Mutual funds are highly valued by investors due to their risk control and diversification. The beautiful thing about mutual funds is that they can be used by anyone with money to invest. Everyone can invest in a mutual fund for their child; you do not need to be affluent or have a large net worth to do so.
Mutual funds are an excellent way to save money for your child’s future. When you put money into a mutual fund for a child, interest is earned and deposited into your account on a regular basis. This interest is used by the fund’s management to purchase securities such as bonds, equities, or other investment vehicles that create long-term returns. These earnings are distributed to investors in the form of dividends, which they receive on a regular basis until they withdraw their capital from the fund manager.
The Children’s Gift Funds allow you to set money aside for your child’s future. Users can open a joint bank account with more than one child or contribute to an individual plan. When they reach the age of 18, each child will receive a piece of the money. You can begin investing as soon as you have obtained the relevant papers and established your account. You can change your investment preferences after you open your account at any time.
When you contribute to the Children’s Gift Passive Investment, you are giving your kid more than simply money; you are giving them a head start in the future. With every rupee you provide, children will get access to a diverse range of assets, allowing them to lay a solid basis for future success.
Things to Take Into Consideration Before Investing in Mutual Funds for Children
When buying mutual funds for children, you should think about the following:
- Investment Horizon: The first thing that must be done is to create a strategy for investing. The term “investment horizon” describes the length of time you plan to keep money in the fund. This time frame could be as long as fifteen years.
- Documentation: Before you begin investing in mutual funds, ensure that you have all of the necessary paperwork. This includes identification, address, and age proofs, as well as confirmation of residency. Your bank account number, which is typically requested when investing online, must also be provided.
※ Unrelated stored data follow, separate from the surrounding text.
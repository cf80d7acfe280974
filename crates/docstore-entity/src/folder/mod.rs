//! Folder entity.

pub mod model;

pub use model::{Folder, FolderPatch, NewFolder};
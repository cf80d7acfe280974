//! Folder repository implementation.

use std::collections::HashMap;

use sqlx::PgPool;
use tracing::debug;

use docstore_core::error::{AppError, ErrorKind};
use docstore_core::result::AppResult;
use docstore_core::types::ParentFilter;
use docstore_entity::folder::{Folder, FolderPatch, NewFolder};

/// Repository for folder CRUD and tree queries.
#[derive(Debug, Clone)]
pub struct FolderRepository {
    pool: PgPool,
}

impl FolderRepository {
    /// Create a new folder repository.
    pub fn new(pool: PgPool) -> Self {
        Self { pool }
    }

    /// List folders, optionally restricted to a parent (newest first).
    pub async fn find_all(&self, parent: ParentFilter) -> AppResult<Vec<Folder>> {
        let query = match parent {
            ParentFilter::Any => {
                sqlx::query_as::<_, Folder>("SELECT * FROM folders ORDER BY created_at DESC")
            }
            ParentFilter::Root => sqlx::query_as::<_, Folder>(
                "SELECT * FROM folders WHERE parent_id IS NULL ORDER BY created_at DESC",
            ),
            ParentFilter::Folder(id) => sqlx::query_as::<_, Folder>(
                "SELECT * FROM folders WHERE parent_id = $1 ORDER BY created_at DESC",
            )
            .bind(id),
        };

        query
            .fetch_all(&self.pool)
            .await
            .map_err(|e| AppError::with_source(ErrorKind::Database, "Failed to list folders", e))
    }

    /// Find a folder by ID.
    pub async fn find_by_id(&self, id: i64) -> AppResult<Option<Folder>> {
        sqlx::query_as::<_, Folder>("SELECT * FROM folders WHERE id = $1")
            .bind(id)
            .fetch_optional(&self.pool)
            .await
            .map_err(|e| AppError::with_source(ErrorKind::Database, "Failed to find folder", e))
    }

    /// Create a new folder.
    pub async fn create(&self, data: &NewFolder) -> AppResult<Folder> {
        sqlx::query_as::<_, Folder>(
            "INSERT INTO folders (name, parent_id, created_by) \
             VALUES ($1, $2, $3) RETURNING *",
        )
        .bind(&data.name)
        .bind(data.parent_id)
        .bind(&data.created_by)
        .fetch_one(&self.pool)
        .await
        .map_err(|e| AppError::with_source(ErrorKind::Database, "Failed to create folder", e))
    }

    /// Apply a partial field set to a folder; `None` when the folder is absent.
    pub async fn update(&self, id: i64, patch: &FolderPatch) -> AppResult<Option<Folder>> {
        if patch.is_empty() {
            return self.find_by_id(id).await;
        }

        let mut builder =
            sqlx::QueryBuilder::<sqlx::Postgres>::new("UPDATE folders SET updated_at = NOW()");
        if let Some(name) = &patch.name {
            builder.push(", name = ").push_bind(name);
        }
        if let Some(parent_id) = patch.parent_id {
            builder.push(", parent_id = ").push_bind(parent_id);
        }
        builder.push(" WHERE id = ").push_bind(id);
        builder.push(" RETURNING *");

        builder
            .build_query_as::<Folder>()
            .fetch_optional(&self.pool)
            .await
            .map_err(|e| AppError::with_source(ErrorKind::Database, "Failed to update folder", e))
    }

    /// Recursively delete a folder, its descendant folders, and all documents
    /// they own. Returns the pre-deletion snapshot of the folder, or `None`
    /// when the folder does not exist.
    ///
    /// Deletion is an explicit stack-driven depth-first walk so children are
    /// always removed before their parent; a leaf folder takes the same path
    /// with zero iterations.
    pub async fn delete_recursive(&self, id: i64) -> AppResult<Option<Folder>> {
        let Some(folder) = self.find_by_id(id).await? else {
            return Ok(None);
        };

        let mut children_of: HashMap<i64, Vec<i64>> = HashMap::new();
        let mut stack: Vec<i64> = vec![id];
        while let Some(current) = stack.pop() {
            let children: Vec<i64> =
                sqlx::query_scalar("SELECT id FROM folders WHERE parent_id = $1")
                    .bind(current)
                    .fetch_all(&self.pool)
                    .await
                    .map_err(|e| {
                        AppError::with_source(ErrorKind::Database, "Failed to list children", e)
                    })?;
            stack.extend(&children);
            children_of.insert(current, children);
        }

        let order = deletion_order(id, &children_of);
        for folder_id in &order {
            sqlx::query("DELETE FROM documents WHERE folder_id = $1")
                .bind(folder_id)
                .execute(&self.pool)
                .await
                .map_err(|e| {
                    AppError::with_source(
                        ErrorKind::Database,
                        "Failed to delete folder documents",
                        e,
                    )
                })?;
            sqlx::query("DELETE FROM folders WHERE id = $1")
                .bind(folder_id)
                .execute(&self.pool)
                .await
                .map_err(|e| {
                    AppError::with_source(ErrorKind::Database, "Failed to delete folder", e)
                })?;
        }

        debug!(folder_id = id, removed = order.len(), "Folder subtree deleted");
        Ok(Some(folder))
    }

    /// Get the ancestor chain for a folder, root first, target last.
    /// An empty chain means the folder does not exist.
    pub async fn path(&self, id: i64) -> AppResult<Vec<Folder>> {
        sqlx::query_as::<_, Folder>(
            "WITH RECURSIVE ancestors AS ( \
                SELECT f.*, 0 AS hops FROM folders f WHERE f.id = $1 \
                UNION ALL \
                SELECT f.*, a.hops + 1 FROM folders f \
                INNER JOIN ancestors a ON f.id = a.parent_id \
             ) SELECT id, name, parent_id, created_by, created_at, updated_at \
               FROM ancestors ORDER BY hops DESC",
        )
        .bind(id)
        .fetch_all(&self.pool)
        .await
        .map_err(|e| AppError::with_source(ErrorKind::Database, "Failed to resolve path", e))
    }

    /// Ancestor chain as bare IDs, root first, target last.
    pub async fn path_ids(&self, id: i64) -> AppResult<Vec<i64>> {
        sqlx::query_scalar(
            "WITH RECURSIVE ancestors AS ( \
                SELECT f.id, f.parent_id, 0 AS hops FROM folders f WHERE f.id = $1 \
                UNION ALL \
                SELECT f.id, f.parent_id, a.hops + 1 FROM folders f \
                INNER JOIN ancestors a ON f.id = a.parent_id \
             ) SELECT id FROM ancestors ORDER BY hops DESC",
        )
        .bind(id)
        .fetch_all(&self.pool)
        .await
        .map_err(|e| AppError::with_source(ErrorKind::Database, "Failed to resolve ancestry", e))
    }
}

/// Deletion order for a folder subtree: every child precedes its parent, the
/// root comes last. A leaf folder yields just itself.
fn deletion_order(root: i64, children_of: &HashMap<i64, Vec<i64>>) -> Vec<i64> {
    let mut order: Vec<i64> = Vec::new();
    let mut stack: Vec<i64> = vec![root];
    while let Some(current) = stack.pop() {
        order.push(current);
        if let Some(children) = children_of.get(&current) {
            stack.extend(children);
        }
    }
    order.reverse();
    order
}

#[cfg(test)]
mod tests {
    use super::*;

    #[test]
    fn test_deletion_order_puts_children_before_parents() {
        let mut children_of = HashMap::new();
        children_of.insert(1, vec![2, 3]);
        children_of.insert(2, vec![4]);
        children_of.insert(3, Vec::new());
        children_of.insert(4, Vec::new());

        let order = deletion_order(1, &children_of);
        assert_eq!(order.len(), 4);

        let pos = |id: i64| order.iter().position(|&x| x == id).unwrap();
        for (&parent, children) in &children_of {
            for &child in children {
                assert!(pos(child) < pos(parent));
            }
        }
        assert_eq!(*order.last().unwrap(), 1);
    }

    #[test]
    fn test_deletion_order_for_a_leaf_folder() {
        assert_eq!(deletion_order(7, &HashMap::new()), vec![7]);

        let mut children_of = HashMap::new();
        children_of.insert(7, Vec::new());
        assert_eq!(deletion_order(7, &children_of), vec![7]);
    }

    #[test]
    fn test_deletion_order_covers_deep_chains() {
        // 10 -> 11 -> 12 -> 13
        let mut children_of = HashMap::new();
        children_of.insert(10, vec![11]);
        children_of.insert(11, vec![12]);
        children_of.insert(12, vec![13]);
        children_of.insert(13, Vec::new());

        assert_eq!(deletion_order(10, &children_of), vec![13, 12, 11, 10]);
    }
}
- Returns: When choosing a mutual fund, it is critical to consider its rate of return. Indicators such as historical volatility, tracking inaccuracy, and cost ratio can also be used to determine this by taking earlier performance into account.
- Risk profile: Choosing the best mutual funds for your children’s future that fits your risk profile is crucial. If you want high earnings but low volatility, pick a fund with extreme volatility but lower returns; if you’re looking for medium returns with little volatility, pick a fund with slow growth but better yields.
- Asset allocation: An investment portfolio is the sum of money that should be invested in multiple asset types, such as equities or debt funds. Equity funds should only be used when there are sufficient resources to cover an emergency, as they provide higher returns but also higher risks.
Best Mutual Funds For Children 2023
1. ICICI Prudential Child Care
The ICICI Prudential Child Care Fund – Gift Program, which was established on August 31, 2001, is a broad-aggressive mixed strategy. A mutual fund that invests in stocks and bonds. It is a long-term investment strategy that seeks income and capital growth.
2. HDFC Children’s Gift Fund
It was first released in 2001. The fund has been managed by HDFC Asset Management Company Ltd since its inception. The fund’s holdings are made up of stocks and bonds, which are considered to be relatively safe investments. The fund’s investment goal is to achieve long-term capital appreciation by investing primarily in equities and equity-related products, fixed-income securities, money market instruments, and other debt instruments of enterprises domiciled or operating outside of India.
3. Tata Young Citizens Fund
The fund was founded in 1995. Tata Young Citizens Fund invests in bonds and equities of companies listed on the Indian stock exchange. Furthermore, it invests in government securities, corporate debt, money market instruments, debentures, and so on.
4) Axis Children’s Fund
A mutual fund dedicated to improving children’s lives. Over the past two decades, the AXIS Children’s Gift Initiative has had consistent success. AXA Investment Managers, one of India’s largest asset managers, is in charge of its management. The fund has returned 7.13% in the last year, 12.75% in the last three years, and 10.33% in the last five years. It has made a profit of 10.07% since its inception.
Wrapping Up
Mutual fund plans for children are developed to provide a secure and safe manner of investing in the next generation’s education and health. The funds aim to generate steady income by investing in debt and stock market assets.
Investing in a mutual fund for your child’s education is just the beginning. Investing in top-rated mutual fund plans for your child can boost your return. But, in the end, supplying your child with the greatest mutual funds plan for children’s future isn’t enough; you also need to consider their future and equip them with options so they can choose their life path.